Getting Inside Info|
July 29, 2013
Speaking at educational forums is one of our numismatist’s favorite activities. The passing on of information and ideas, as well as question-and-answers sessions, always open the way to new insights. In this case our numismatist had finished a session on collecting “Modern Commemorative Silver Dollars.” He was walking out the door when he was approached by one of the attendees.
“I enjoyed your presentation, particularly the part on purchasing commemorative coins that have low issues. I’m new to the hobby and your handout listing books, magazines, newspapers and websites is a big help to me.”
Our numismatist was pleased. He had seen too many beginners go on buying sprees to only become disillusioned later when they realized that they had collected without a purpose or plan.
Our numismatist was modest in his reply, saying, “I don’t want to sound corny or patronizing, but collecting coins is a journey. Like most journeys, it’s good to have a road map, or GPS, to keep you on course. As you read up on the hobby, you’re going to find lots of good information beyond the primer I delivered today.”
The newcomer asked him, “I see a lot of people walking around with what look like price lists. Is this some sort of inside information? If I start collecting modern commemoratives it sure would be helpful to have access to inside information.” Our numismatist gulped.
“That’s an interesting observation. What you see are people with price lists or market reports that you can get from any number of publications. I don’t have any inside information.
“I’m a careful buyer and I’m always looking for coins that can be purchased for a good price. Some folks do better at anticipating coin market trends than others.
“When it comes to commemorative silver dollars, I follow the mintage and the actual number of coins issued. If I like the design I’ll buy the coin and if it has a low issuance I’ll probably buy two.
“Congress currently has a mintage limit of 350,000 coins for any commemorative design. Any coins not sold by the Mint at the cutoff date are sent back to the melting pot.

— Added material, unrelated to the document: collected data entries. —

//! Immutable actuator registry.
//!
//! The registry is the layout's topology: which switches, barriers, signals,
//! position sensors and IR outputs exist, and which pins drive them. It is
//! built once from a [`LayoutConfig`] and never changes afterwards; live values
//! are kept separately in [`ActuatorStates`](crate::state::ActuatorStates).
//!
//! Ids are dense: the n-th pin in a layout list becomes id `n` of that kind.
//!
//! # Example
//!
//! ```rust
//! use rs_trackside::config::LayoutConfig;
//! use rs_trackside::registry::{ActuatorId, ActuatorKind, Registry};
//!
//! let registry = Registry::from_layout(&LayoutConfig::default());
//! assert_eq!(registry.count(ActuatorKind::Switch), 2);
//! assert!(registry.contains(ActuatorId::new(ActuatorKind::Switch, 1)));
//! assert!(!registry.contains(ActuatorId::new(ActuatorKind::Switch, 2)));
//! ```

use heapless::Vec as HVec;
use serde::Serialize;

use crate::config::{AngleRange, LayoutConfig, Pin, MAX_ACTUATORS};

/// Kinds of registered actuators and inputs.
#[derive(Clone, Copy, Debug, PartialEq, Eq, Hash)]
pub enum ActuatorKind {
    /// Servo-driven track switch
    Switch,
    /// Servo-driven crossing barrier
    Barrier,
    /// Two-lamp signal
    Signal,
    /// Track occupancy input
    PositionSensor,
    /// IR LED output for Power Functions motors
    MotorChannel,
}

impl ActuatorKind {
    /// Lowercase name used in logs.
    pub const fn as_str(&self) -> &'static str {
        match self {
            ActuatorKind::Switch => "switch",
            ActuatorKind::Barrier => "barrier",
            ActuatorKind::Signal => "signal",
            ActuatorKind::PositionSensor => "position",
            ActuatorKind::MotorChannel => "motor",
        }
    }
}

/// Identity of one registered actuator: its kind plus a dense index.
#[derive(Clone, Copy, Debug, PartialEq, Eq, Hash)]
pub struct ActuatorId {
    /// Kind of actuator
    pub kind: ActuatorKind,
    /// Index within that kind, `0..count(kind)`
    pub index: u8,
}

impl ActuatorId {
    /// Create an id.
    pub const fn new(kind: ActuatorKind, index: u8) -> Self {
        Self { kind, index }
    }
}

/// A single-pin entry (IR output, position sensor, switch or barrier servo).
#[derive(Clone, Copy, Debug, PartialEq, Eq, Serialize)]
pub struct PinEntry {
    /// Dense id within the kind
    pub id: u8,
    /// Pin driving or read by this entry
    pub pin: Pin,
}

/// A signal with its two lamp pins.
#[derive(Clone, Copy, Debug, PartialEq, Eq, Serialize)]
pub struct SignalEntry {
    /// Dense signal id
    pub id: u8,
    /// Lamp pins, indexed by light id
    pub pins: [Pin; 2],
}

type Entries<T> = HVec<T, MAX_ACTUATORS>;

/// The fixed topology of the layout.
#[derive(Clone, Debug, PartialEq, Eq)]
pub struct Registry {
    ir_outputs: Entries<PinEntry>,
    sensors: Entries<PinEntry>,
    switches: Entries<PinEntry>,
    barriers: Entries<PinEntry>,
    signals: Entries<SignalEntry>,
    switch_angles: AngleRange,
    barrier_angles: AngleRange,
}

fn entries(pins: &[Pin]) -> Entries<PinEntry> {
    pins.iter()
        .take(MAX_ACTUATORS)
        .enumerate()
        .map(|(id, &pin)| PinEntry { id: id as u8, pin })
        .collect()
}

impl Registry {
    /// Build the registry from a layout.
    pub fn from_layout(layout: &LayoutConfig) -> Self {
        let signals = layout
            .signal_pins
            .iter()
            .enumerate()
            .map(|(id, &pins)| SignalEntry { id: id as u8, pins })
            .collect();

        Self {
            ir_outputs: entries(&layout.ir_pins),
            sensors: entries(&layout.sensor_pins),
            switches: entries(&layout.switch_pins),
            barriers: entries(&layout.barrier_pins),
            signals,
            switch_angles: layout.switch_angles,
            barrier_angles: layout.barrier_angles,
        }
    }

    /// Number of registered actuators of a kind.
    pub fn count(&self, kind: ActuatorKind) -> usize {
        match kind {
            ActuatorKind::Switch => self.switches.len(),
            ActuatorKind::Barrier => self.barriers.len(),
            ActuatorKind::Signal => self.signals.len(),
            ActuatorKind::PositionSensor => self.sensors.len(),
            ActuatorKind::MotorChannel => self.ir_outputs.len(),
        }
    }

    /// True if `id` resolves to a registered actuator.
    pub fn contains(&self, id: ActuatorId) -> bool {
        (id.index as usize) < self.count(id.kind)
    }

    /// Resolve a command field to an id of `kind`, if it is in range.
    ///
    /// Negative or too-large values resolve to `None`.
    pub fn resolve(&self, kind: ActuatorKind, raw: i32) -> Option<ActuatorId> {
        let index = u8::try_from(raw).ok()?;
        let id = ActuatorId::new(kind, index);
        self.contains(id).then_some(id)
    }

    /// IR outputs in registration order.
    pub fn ir_outputs(&self) -> &[PinEntry] {
        &self.ir_outputs
    }

    /// Position sensors in registration order.
    pub fn sensors(&self) -> &[PinEntry] {
        &self.sensors
    }

    /// Switches in registration order.
    pub fn switches(&self) -> &[PinEntry] {
        &self.switches
    }

    /// Barriers in registration order.
    pub fn barriers(&self) -> &[PinEntry] {
        &self.barriers
    }

    /// Signals in registration order.
    pub fn signals(&self) -> &[SignalEntry] {
        &self.signals
    }

    /// Servo entries of a servo-driven kind (switch or barrier).
    pub fn servos(&self, kind: ActuatorKind) -> &[PinEntry] {
        match kind {
            ActuatorKind::Switch => &self.switches,
            ActuatorKind::Barrier => &self.barriers,
            _ => &[],
        }
    }

    /// Angle bounds for a servo-driven kind.
    pub fn angles(&self, kind: ActuatorKind) -> Option<AngleRange> {
        match kind {
            ActuatorKind::Switch => Some(self.switch_angles),
            ActuatorKind::Barrier => Some(self.barrier_angles),
            _ => None,
        }
    }

    /// Pin of a single-pin actuator.
    ///
    /// Signals have two pins; use [`Registry::signal`] for them.
    pub fn pin(&self, id: ActuatorId) -> Option<Pin> {
        let list = match id.kind {
            ActuatorKind::Switch => &self.switches,
            ActuatorKind::Barrier => &self.barriers,
            ActuatorKind::PositionSensor => &self.sensors,
            ActuatorKind::MotorChannel => &self.ir_outputs,
            ActuatorKind::Signal => return None,
        };
        list.get(id.index as usize).map(|entry| entry.pin)
    }

    /// Signal entry by id.
    pub fn signal(&self, index: u8) -> Option<&SignalEntry> {
        self.signals.get(index as usize)
    }
}

impl Default for Registry {
    fn default() -> Self {
        Self::from_layout(&LayoutConfig::default())
    }
}
//! Hardware Abstraction Layer implementations.
//!
//! This module contains concrete implementations of the traits
//! defined in [`crate::traits`].
//!
//! # Available Implementations
//!
//! - `mock`: Test implementations for desktop development
//! - `gpio`: Lamp and sensor adapters over `embedded-hal` pins (requires `embedded-hal` feature)

pub mod mock;

#[cfg(feature = "embedded-hal")]
pub mod gpio;

pub use mock::*;
//! Signal lamp and position sensor adapters over `embedded-hal` 1.0 pins.
//!
//! Servo PWM and IR carrier timing are chip specific and stay with the board
//! support code, but lamps and sensors are plain digital pins. These adapters
//! map the layout's pin numbers onto owned `embedded-hal` pins so a board
//! only has to hand them over.
//!
//! # Example
//!
//! ```ignore
//! use rs_trackside::hal::gpio::{InputBank, OutputBank};
//!
//! let mut lamps = OutputBank::new();
//! lamps.add(25, pins.gpio25.into_output()?)?;
//! lamps.add(26, pins.gpio26.into_output()?)?;
//!
//! let mut sensors = InputBank::new();
//! sensors.add(34, pins.gpio34.into_input()?)?;
//! ```

use embedded_hal::delay::DelayNs;
use embedded_hal::digital::{InputPin, OutputPin};
use heapless::Vec as HVec;

use crate::config::{Pin, MAX_ACTUATORS};
use crate::traits::{Delay, LampDriver, Peripheral, PinInput, PinLevel};

/// Largest number of pins one bank can hold.
pub const MAX_BANK_PINS: usize = 2 * MAX_ACTUATORS;

/// Errors from a GPIO bank.
#[derive(Clone, Copy, Debug, PartialEq, Eq)]
pub enum GpioError<E> {
    /// No pin with this number was added to the bank.
    UnknownPin(Pin),
    /// The bank is full.
    BankFull,
    /// The underlying pin driver failed.
    Pin(E),
}

/// Output pins indexed by layout pin number. Drives signal lamps.
pub struct OutputBank<P: OutputPin> {
    pins: HVec<(Pin, P), MAX_BANK_PINS>,
}

impl<P: OutputPin> OutputBank<P> {
    /// An empty bank.
    pub fn new() -> Self {
        Self { pins: HVec::new() }
    }

    /// Register `pin` under layout number `number`.
    pub fn add(&mut self, number: Pin, pin: P) -> Result<(), GpioError<P::Error>> {
        self.pins
            .push((number, pin))
            .map_err(|_| GpioError::BankFull)
    }

    fn get_mut(&mut self, number: Pin) -> Result<&mut P, GpioError<P::Error>> {
        self.pins
            .iter_mut()
            .find(|(n, _)| *n == number)
            .map(|(_, pin)| pin)
            .ok_or(GpioError::UnknownPin(number))
    }
}

impl<P: OutputPin> Default for OutputBank<P> {
    fn default() -> Self {
        Self::new()
    }
}

impl<P: OutputPin> Peripheral for OutputBank<P> {
    type Error = GpioError<P::Error>;
}

impl<P: OutputPin> LampDriver for OutputBank<P> {
    fn set_lamp(&mut self, pin: Pin, lit: bool) -> Result<(), Self::Error> {
        let output = self.get_mut(pin)?;
        let result = if lit {
            output.set_high()
        } else {
            output.set_low()
        };
        result.map_err(GpioError::Pin)
    }
}

/// Input pins indexed by layout pin number. Reads position sensors.
///
/// Unknown pins and read errors report [`PinLevel::High`], which the sensor
/// poller treats as a clear track.
pub struct InputBank<P: InputPin> {
    pins: HVec<(Pin, P), MAX_BANK_PINS>,
}

impl<P: InputPin> InputBank<P> {
    /// An empty bank.
    pub fn new() -> Self {
        Self { pins: HVec::new() }
    }

    /// Register `pin` under layout number `number`.
    pub fn add(&mut self, number: Pin, pin: P) -> Result<(), GpioError<P::Error>> {
        self.pins
            .push((number, pin))
            .map_err(|_| GpioError::BankFull)
    }
}

impl<P: InputPin> Default for InputBank<P> {
    fn default() -> Self {
        Self::new()
    }
}

impl<P: InputPin> PinInput for InputBank<P> {
    fn read_level(&mut self, pin: Pin) -> PinLevel {
        let Some((_, input)) = self.pins.iter_mut().find(|(n, _)| *n == pin) else {
            log::warn!("read of unregistered input pin {}", pin);
            return PinLevel::High;
        };
        match input.is_low() {
            Ok(true) => PinLevel::Low,
            Ok(false) => PinLevel::High,
            Err(_) => {
                log::warn!("input pin {} read failed", pin);
                PinLevel::High
            }
        }
    }
}

/// [`Delay`] over any `embedded-hal` delay provider.
pub struct HalDelay<D: DelayNs>(pub D);

impl<D: DelayNs> Delay for HalDelay<D> {
    fn delay_ms(&mut self, ms: u32) {
        self.0.delay_ms(ms);
    }
}

#[cfg(test)]
mod tests {
    use super::*;
    use core::convert::Infallible;
    use embedded_hal::digital::ErrorType;

    #[derive(Default)]
    struct TestPin {
        high: bool,
    }

    impl ErrorType for TestPin {
        type Error = Infallible;
    }

    impl OutputPin for TestPin {
        fn set_low(&mut self) -> Result<(), Infallible> {
            self.high = false;
            Ok(())
        }

        fn set_high(&mut self) -> Result<(), Infallible> {
            self.high = true;
            Ok(())
        }
    }

    impl InputPin for TestPin {
        fn is_high(&mut self) -> Result<bool, Infallible> {
            Ok(self.high)
        }

        fn is_low(&mut self) -> Result<bool, Infallible> {
            Ok(!self.high)
        }
    }

    struct CountingDelay(u32);

    impl DelayNs for CountingDelay {
        fn delay_ns(&mut self, ns: u32) {
            self.0 += ns / 1_000_000;
        }

        fn delay_ms(&mut self, ms: u32) {
            self.0 += ms;
        }
    }

    #[test]
    fn output_bank_drives_lamps() {
        let mut bank = OutputBank::new();
        bank.add(25, TestPin::default()).unwrap();
        bank.add(26, TestPin::default()).unwrap();

        bank.set_lamp(26, true).unwrap();
        assert!(!bank.pins[0].1.high);
        assert!(bank.pins[1].1.high);
    }

    #[test]
    fn output_bank_unknown_pin() {
        let mut bank: OutputBank<TestPin> = OutputBank::new();
        assert_eq!(bank.set_lamp(7, true), Err(GpioError::UnknownPin(7)));
    }

    #[test]
    fn output_bank_capacity() {
        let mut bank = OutputBank::new();
        for n in 0..MAX_BANK_PINS as u8 {
            bank.add(n, TestPin::default()).unwrap();
        }
        assert_eq!(bank.add(99, TestPin::default()), Err(GpioError::BankFull));
    }

    #[test]
    fn input_bank_reads_active_low() {
        let mut bank = InputBank::new();
        bank.add(34, TestPin { high: false }).unwrap();
        bank.add(35, TestPin { high: true }).unwrap();

        assert_eq!(bank.read_level(34), PinLevel::Low);
        assert_eq!(bank.read_level(35), PinLevel::High);
        assert_eq!(bank.read_level(36), PinLevel::High);
    }

    #[test]
    fn hal_delay_forwards() {
        let mut delay = HalDelay(CountingDelay(0));
        delay.delay_ms(300);
        assert_eq!(delay.0 .0, 300);
    }
}
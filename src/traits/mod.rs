//! Trait definitions for hardware and network abstraction.
//!
//! These traits are the seams between the command core and the outside world,
//! so the same controller runs against a real board, a desktop mock or a test
//! double.
//!
//! # Submodules
//!
//! - `hardware`: Servo, lamp, IR and pin-input drivers; delay and clock
//! - `network`: MQTT client and polled request server traits

pub mod hardware;
pub mod network;

pub use hardware::*;
pub use network::*;
//! Desktop server for trying the command surface without hardware.
//!
//! Runs the controller against a mock board, so every command is accepted
//! and logged but nothing moves:
//! - HTTP on the configured port, e.g. `curl localhost:8080/lego/train/config`
//! - MQTT against the configured broker
//!
//! # Shared State
//!
//! Web and MQTT share a single `TrainController` via `SharedTrainState`.
//! A 20ms update task polls sensors and sends IR repeats, and its sensor
//! changes are published by the MQTT handler.
//!
//! # Usage
//!
//! ```sh
//! RUST_LOG=debug cargo run --example desktop_server --features web,mqtt
//! ```
//!
//! # Configuration
//!
//! Set `TRACKSIDE_CONFIG` to a JSON file holding any part of `Config`.
//! Missing fields keep their defaults:
//!
//! ```json
//! { "web": { "port": 8080 }, "mqtt": { "host": "192.168.1.100" } }
//! ```

use std::path::Path;

use anyhow::Context;

use rs_trackside::hal::MockBoard;
use rs_trackside::{Config, TrainController};

#[cfg(any(feature = "web", feature = "mqtt"))]
use std::sync::Arc;

#[cfg(any(feature = "web", feature = "mqtt"))]
use std::time::Duration;

#[cfg(any(feature = "web", feature = "mqtt"))]
use rs_trackside::services::SharedTrainState;

#[cfg(feature = "web")]
use rs_trackside::services::WebServerConfig;

#[cfg(feature = "mqtt")]
use rs_trackside::services::{MqttHandler, MqttRuntimeConfig};

const CONFIG_ENV: &str = "TRACKSIDE_CONFIG";

fn main() -> anyhow::Result<()> {
    env_logger::Builder::from_env(env_logger::Env::default().default_filter_or("info")).init();

    let config = match std::env::var_os(CONFIG_ENV) {
        Some(path) => load_config(Path::new(&path))?,
        None => Config::default().with_web(rs_trackside::WebConfig::default().with_port(8080)),
    };

    let mut controller = TrainController::from_config(&config, MockBoard::new());
    controller
        .init()
        .map_err(|()| anyhow::anyhow!("mock board refused initial outputs"))?;

    let rt = tokio::runtime::Runtime::new().context("failed to create runtime")?;
    rt.block_on(run(controller, config))
}

fn load_config(path: &Path) -> anyhow::Result<Config> {
    let bytes =
        std::fs::read(path).with_context(|| format!("reading config {}", path.display()))?;
    let config = serde_json::from_slice(&bytes)
        .with_context(|| format!("parsing config {}", path.display()))?;
    log::info!("loaded config from {}", path.display());
    Ok(config)
}

#[cfg(any(feature = "web", feature = "mqtt"))]
async fn run(controller: TrainController<MockBoard>, config: Config) -> anyhow::Result<()> {
    let state = Arc::new(SharedTrainState::new(controller));
    spawn_update_loop(Arc::clone(&state), config.controller.tick_interval_ms);

    #[cfg(feature = "mqtt")]
    if config.mqtt.enabled {
        let mqtt_config = MqttRuntimeConfig::from_config(&config.mqtt);
        log::info!("MQTT broker {}:{}", mqtt_config.host, mqtt_config.port);

        let handler = MqttHandler::new(Arc::clone(&state), mqtt_config);
        tokio::spawn(async move {
            if let Err(e) = handler.run().await {
                log::error!("MQTT handler stopped: {}", e);
            }
        });
    }

    #[cfg(feature = "web")]
    if config.web.enabled {
        let web_config = WebServerConfig::from_config(&config.web);
        rs_trackside::services::run_server(state, web_config)
            .await
            .context("web server failed")?;
        return Ok(());
    }

    // MQTT only: the spawned tasks run until the process is killed
    std::future::pending::<()>().await;
    Ok(())
}

#[cfg(not(any(feature = "web", feature = "mqtt")))]
async fn run(_controller: TrainController<MockBoard>, _config: Config) -> anyhow::Result<()> {
    anyhow::bail!("no transport enabled, run with --features web or --features mqtt")
}

/// Spawn the single controller update loop.
///
/// Every tick polls the sensors, queues their changes for MQTT and sends
/// one IR repeat.
#[cfg(any(feature = "web", feature = "mqtt"))]
fn spawn_update_loop(state: Arc<SharedTrainState<MockBoard>>, interval_ms: u32) {
    tokio::spawn(async move {
        let mut interval = tokio::time::interval(Duration::from_millis(interval_ms.max(1) as u64));
        loop {
            interval.tick().await;
            let report = state.tick();
            for change in &report.sensor_changes {
                log::debug!("sensor {} -> {}", change.sensor, change.value);
            }
        }
    });
}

Great designs and low issues are the key.”
“With that said, I get my information from publications such as Numismatic News, which publishes information from the U.S. Mint. Additionally, there may be news on how a particular commemorative is selling.
“I also check the Mint’s website to see if it has any updates. Another good source would be a monthly magazine, such as Coins, which has articles on the coin hobby.
“Putting all the information from these various sources helps me decide what to buy. This can be a bit of work for a silver dollar commemorative coin that usually sells in the $40 to $50 range from the Mint. But it’s my hobby and I enjoy doing it.”
The newcomer was still interested, saying, “Is it asking too much for you give me an example or two of some coins you did well on?”
“One coin where I got it right was the 2001 American Buffalo silver dollar. This coin resurrected James Earle Fraser’s classic Buffalo nickel design. Collectors love the Buffalo nickel and I figured they would love this coin. I was right in that they sold out quickly.
“I purchased a few of these dollars in proof at about $40 apiece. I later sold a couple of them years later for about $190 each, which was a nice profit.”
“As for the not so good, one coin where I missed the boat was the 1997 Jackie Robinson $5 gold commemorative. The numbers of issues were 24,072 in proof and 5,174 in uncirculated.
“I considered the coins too expensive. The Mint was selling them for around $200. Numismatic News had reported low demand for these coins—so there were no secrets.
“Astute collectors and dealers purchased these coins. I didn’t.
“Today the Robinson coins in proof 70 can sell for upward of more than $1,000. The uncirculated issues command prices in the $2,000 to $5,000 range. As I said, I missed the boat on that one.”
The newcomer thanked our numismatist for his time and was rewarded with another bit of advice. “Trust your instincts. But it’s always good to get the opinion of others.”
Summing the above story up, there is no surefire way of predicting what will be hot or not so hot. The best thing is to be informed, which means following the coin market and mintages, especially with the modern commemoratives.
Are you going to become immediately wealthy purchasing modern commemoratives? Coins such as the 1997-W Jackie Robinson gold $5 do come along once in awhile. For the most part it takes a good while for “moderns” to appreciate.
For me, it’s the pleasure of owning a coin that I like and if I make money when I decide to sell it that will be nice, but making money has never been my objective.